Exercise |
Check each line of the data, and copy those where "ReplyGenerator" appears.

Dataset excerpts
________________

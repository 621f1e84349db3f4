//! Foundation module - Shared domain primitives.
//!
//! Contains value objects, identifiers, errors and the state machine
//! trait that form the vocabulary of the scheduling domain.

mod errors;
mod ids;
mod state_machine;
mod timestamp;

pub use errors::{DomainError, ErrorCode, ValidationError};
pub use ids::ConversationId;
pub use state_machine::StateMachine;
pub use timestamp::Timestamp;
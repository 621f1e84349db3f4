//! Ports - Interfaces for external dependencies.
//!
//! Following hexagonal architecture, ports define the contracts between
//! the domain and the outside world. Adapters implement these ports.
//!
//! ## Collaborator Ports
//!
//! - `EntityExtractor` - Turns a free-text message into an extraction result
//! - `ReplyGenerator` - Writes the next assistant message for a stage
//! - `ConversationStore` - Loads and saves the per-conversation snapshot

mod conversation_store;
mod entity_extractor;
mod reply_generator;

pub use conversation_store::{ConversationSnapshot, ConversationStore, StoreError};
pub use entity_extractor::{EntityExtractor, ExtractionRequest};
pub use reply_generator::{ReplyError, ReplyGenerator, ReplyRequest};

________________

Answer section |
//! - `ReplyGenerator` - Writes the next assistant message for a stage
pub use reply_generator::{ReplyError, ReplyGenerator, ReplyRequest};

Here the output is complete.